Exercise prompt:
Reproduce word for word, from the entries below, the line with "clicks are ignored.", the line with "bytes are ignored.", and every line between them, and nothing more.

Records supplied:
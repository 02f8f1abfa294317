//! Errors raised when a grid does not hold a valid forest state.

use std::fmt;

#[derive(Debug, Clone, PartialEq, Eq)]
pub enum GridError {
    /// Cell buffer length does not match `size * size`, or `size * size`
    /// does not fit in `usize`.
    InvalidState { size: usize, actual: usize },
    /// A raw byte outside the `CellState` discriminants, at `index` in the
    /// row-major buffer.
    UnknownCellValue { index: usize, value: u8 },
}

impl fmt::Display for GridError {
    fn fmt(&self, f: &mut fmt::Formatter<'_>) -> fmt::Result {
        match self {
            GridError::InvalidState { size, actual } => write!(
                f,
                "invalid grid state: {actual} cells do not fill a {size}x{size} grid"
            ),
            GridError::UnknownCellValue { index, value } => {
                write!(f, "unknown cell value {value} at index {index}")
            }
        }
    }
}

impl std::error::Error for GridError {}

/// A byte that is not a `CellState` discriminant.
#[derive(Debug, Clone, Copy, PartialEq, Eq)]
pub struct UnknownCellState(pub u8);

impl fmt::Display for UnknownCellState {
    fn fmt(&self, f: &mut fmt::Formatter<'_>) -> fmt::Result {
        write!(f, "unknown cell value {}", self.0)
    }
}

impl std::error::Error for UnknownCellState {}
use std::fs;
use std::path::Path;

use wildfire::{SimParams, SpreadModel};

use crate::Args;

/// Defaults, then the optional JSON file, then individual flags.
pub fn resolve_params(args: &Args) -> Result<SimParams, Box<dyn std::error::Error>> {
    let mut params = match &args.params {
        Some(path) => load_params(path)?,
        None => SimParams::default(),
    };
    if let Some(v) = args.growth_probability {
        params.growth_probability = v;
    }
    if let Some(v) = args.wind_direction {
        params.wind_direction = v;
    }
    if let Some(v) = args.wind_strength {
        params.wind_strength = v;
    }
    if let Some(v) = args.humidity {
        params.humidity = v;
    }
    if args.union_spread {
        params.spread_model = SpreadModel::Union;
    }
    Ok(params)
}

fn load_params(path: &Path) -> Result<SimParams, Box<dyn std::error::Error>> {
    let text = fs::read_to_string(path)
        .map_err(|e| format!("reading {}: {e}", path.display()))?;
    let params = serde_json::from_str(&text)
        .map_err(|e| format!("parsing {}: {e}", path.display()))?;
    Ok(params)
}

/// Parse `ROW,COL`.
pub fn parse_cell(s: &str) -> Result<(usize, usize), String> {
    let (row, col) = s
        .split_once(',')
        .ok_or_else(|| format!("expected ROW,COL, got {s:?}"))?;
    let row = row.trim().parse().map_err(|e| format!("row {row:?}: {e}"))?;
    let col = col.trim().parse().map_err(|e| format!("col {col:?}: {e}"))?;
    Ok((row, col))
}
//! `wasm-bindgen` boundary for a browser front end.
//!
//! The front end owns the timer and the canvas. It calls `tick` on its own
//! cadence, maps clicks to `ignite`, and reads the byte buffer behind
//! `cells_ptr` to paint the three-colour raster.

use rand::SeedableRng;
use rand_chacha::ChaCha8Rng;
use wasm_bindgen::prelude::*;

use crate::cell::CellState;
use crate::error::GridError;
use crate::params::{SimParams, SpreadModel, INITIAL_TREE_PROBABILITY};
use crate::{create_initial_grid, step, Grid};

#[wasm_bindgen]
#[derive(Debug)]
pub struct Universe {
    grid: Grid,
    params: SimParams,
    rng: ChaCha8Rng,
    /// Byte mirror of `grid.cells`, refreshed after every mutation.
    buffer: Vec<u8>,
}

#[wasm_bindgen]
impl Universe {
    /// Seeded forest of `size x size` cells, 30% trees, default parameters.
    ///
    /// # Errors
    ///
    /// Rejects a `size` whose square does not fit in linear memory indices.
    #[wasm_bindgen(constructor)]
    pub fn new(size: usize, seed: u64) -> Result<Universe, JsValue> {
        Self::try_new(size, seed).map_err(|e| JsValue::from_str(&e.to_string()))
    }

    /// Replace the forest with a fresh random one. Parameters are kept.
    pub fn reseed(&mut self, tree_probability: f64) {
        match create_initial_grid(self.grid.size, tree_probability, &mut self.rng) {
            Ok(grid) => {
                self.grid = grid;
                self.sync_buffer();
            }
            Err(err) => tracing::error!(%err, "reseed rejected, grid left unchanged"),
        }
    }

    pub fn tick(&mut self) {
        match step(&self.grid, &self.params, &mut self.rng) {
            Ok(next) => {
                self.grid = next;
                self.sync_buffer();
            }
            Err(err) => tracing::error!(%err, "step rejected, grid left unchanged"),
        }
    }

    /// Out-of-bounds clicks are ignored.
    pub fn ignite(&mut self, row: usize, col: usize) {
        self.grid.ignite(row, col);
        self.sync_buffer();
    }

    /// Ignite then advance one step, the way a click behaves in the desktop UI.
    pub fn ignite_and_tick(&mut self, row: usize, col: usize) {
        self.grid.ignite(row, col);
        self.tick();
    }

    /// Write a raw state byte. Unknown bytes are ignored.
    pub fn set_cell(&mut self, row: usize, col: usize, state: u8) {
        match CellState::try_from(state) {
            Ok(state) => {
                self.grid.set(row, col, state);
                self.sync_buffer();
            }
            Err(err) => tracing::warn!(row, col, %err, "set_cell ignored"),
        }
    }

    pub fn set_growth_probability(&mut self, value: f64) {
        self.params.growth_probability = value;
    }

    pub fn set_wind_direction(&mut self, degrees: f64) {
        self.params.wind_direction = degrees;
    }

    pub fn set_wind_strength(&mut self, value: f64) {
        self.params.wind_strength = value;
    }

    pub fn set_humidity(&mut self, percent: f64) {
        self.params.humidity = percent;
    }

    pub fn set_union_spread(&mut self, enabled: bool) {
        self.params.spread_model = if enabled {
            SpreadModel::Union
        } else {
            SpreadModel::FirstMatch
        };
    }

    #[must_use]
    pub fn growth_probability(&self) -> f64 {
        self.params.growth_probability
    }

    #[must_use]
    pub fn wind_direction(&self) -> f64 {
        self.params.wind_direction
    }

    #[must_use]
    pub fn wind_strength(&self) -> f64 {
        self.params.wind_strength
    }

    #[must_use]
    pub fn humidity(&self) -> f64 {
        self.params.humidity
    }

    #[must_use]
    pub fn size(&self) -> usize {
        self.grid.size
    }

    #[must_use]
    pub fn generation(&self) -> u64 {
        self.grid.generation
    }

    /// Copy of the state bytes, row-major.
    #[must_use]
    pub fn cells(&self) -> Vec<u8> {
        self.buffer.clone()
    }

    /// Pointer into linear memory for a zero-copy `Uint8Array` view.
    /// Valid until the next mutating call.
    #[must_use]
    pub fn cells_ptr(&self) -> *const u8 {
        self.buffer.as_ptr()
    }

    #[must_use]
    pub fn empty_count(&self) -> usize {
        self.grid.census().empty
    }

    #[must_use]
    pub fn tree_count(&self) -> usize {
        self.grid.census().tree
    }

    #[must_use]
    pub fn burning_count(&self) -> usize {
        self.grid.census().burning
    }
}

impl Universe {
    /// # Errors
    ///
    /// `InvalidState` if `size * size` overflows `usize`.
    pub fn try_new(size: usize, seed: u64) -> Result<Universe, GridError> {
        let mut rng = ChaCha8Rng::seed_from_u64(seed);
        let grid = create_initial_grid(size, INITIAL_TREE_PROBABILITY, &mut rng)?;
        let mut universe = Universe {
            grid,
            params: SimParams::default(),
            rng,
            buffer: Vec::new(),
        };
        universe.sync_buffer();
        Ok(universe)
    }

    #[must_use]
    pub fn grid(&self) -> &Grid {
        &self.grid
    }

    #[must_use]
    pub fn params(&self) -> &SimParams {
        &self.params
    }

    fn sync_buffer(&mut self) {
        self.buffer.clear();
        self.buffer.extend(self.grid.cells.iter().map(|&c| u8::from(c)));
    }
}
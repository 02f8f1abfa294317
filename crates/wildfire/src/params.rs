//! Externally owned simulation parameters.
//!
//! Ranges are advisory: a UI slider clamps them, the engine does not. The
//! only clamp the engine applies is on the derived spread chance.

use serde::{Deserialize, Serialize};

/// Side length of the grid used when the caller has no preference.
pub const DEFAULT_GRID_SIZE: usize = 200;

/// Fraction of cells seeded as `Tree` by `create_initial_grid`.
pub const INITIAL_TREE_PROBABILITY: f64 = 0.3;

/// How a tree with several burning neighbours decides whether it ignites.
#[derive(Clone, Copy, PartialEq, Eq, Debug, Default, Serialize, Deserialize)]
#[serde(rename_all = "snake_case")]
pub enum SpreadModel {
    /// Scan neighbours in row-major order, one draw per burning neighbour,
    /// and stop at the first draw that ignites.
    #[default]
    FirstMatch,
    /// One draw per tree against `1 - prod(1 - p_i)` over all burning
    /// neighbours.
    Union,
}

#[derive(Clone, Copy, PartialEq, Debug, Serialize, Deserialize)]
#[serde(default)]
pub struct SimParams {
    /// Chance an `Empty` cell becomes `Tree` in one step, in [0, 1].
    pub growth_probability: f64,
    /// Compass heading the wind blows toward, in degrees [0, 360).
    pub wind_direction: f64,
    /// Wind magnitude in [0, 20]; each unit shifts spread chance by 0.1.
    pub wind_strength: f64,
    /// Relative humidity percentage in [0, 100].
    pub humidity: f64,
    pub spread_model: SpreadModel,
}

impl Default for SimParams {
    fn default() -> Self {
        Self {
            growth_probability: 0.01,
            wind_direction: 90.0,
            wind_strength: 5.0,
            humidity: 30.0,
            spread_model: SpreadModel::FirstMatch,
        }
    }
}

impl SimParams {
    /// Multiplier applied to every spread chance: `1 - humidity / 100`.
    #[must_use]
    pub fn humidity_factor(&self) -> f64 {
        1.0 - self.humidity / 100.0
    }
}

#[cfg(test)]
mod tests {
    use super::*;

    #[test]
    fn defaults_match_initial_ui_state() {
        let params = SimParams::default();
        assert_eq!(params.growth_probability, 0.01);
        assert_eq!(params.wind_direction, 90.0);
        assert_eq!(params.wind_strength, 5.0);
        assert_eq!(params.humidity, 30.0);
        assert_eq!(params.spread_model, SpreadModel::FirstMatch);
    }

    #[test]
    fn humidity_factor_is_linear() {
        let mut params = SimParams::default();
        params.humidity = 0.0;
        assert_eq!(params.humidity_factor(), 1.0);
        params.humidity = 100.0;
        assert_eq!(params.humidity_factor(), 0.0);
        params.humidity = 25.0;
        assert_eq!(params.humidity_factor(), 0.75);
    }

    #[test]
    fn partial_json_falls_back_to_defaults() {
        let params: SimParams =
            serde_json::from_str(r#"{ "humidity": 80, "spread_model": "union" }"#).unwrap();
        assert_eq!(params.humidity, 80.0);
        assert_eq!(params.spread_model, SpreadModel::Union);
        assert_eq!(params.wind_direction, 90.0);
        assert_eq!(params.growth_probability, 0.01);
    }
}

Expected answer:
    /// Out-of-bounds clicks are ignored.
    pub fn ignite(&mut self, row: usize, col: usize) {
        self.grid.ignite(row, col);
        self.sync_buffer();
    }

    /// Ignite then advance one step, the way a click behaves in the desktop UI.
    pub fn ignite_and_tick(&mut self, row: usize, col: usize) {
        self.grid.ignite(row, col);
        self.tick();
    }

    /// Write a raw state byte. Unknown bytes are ignored.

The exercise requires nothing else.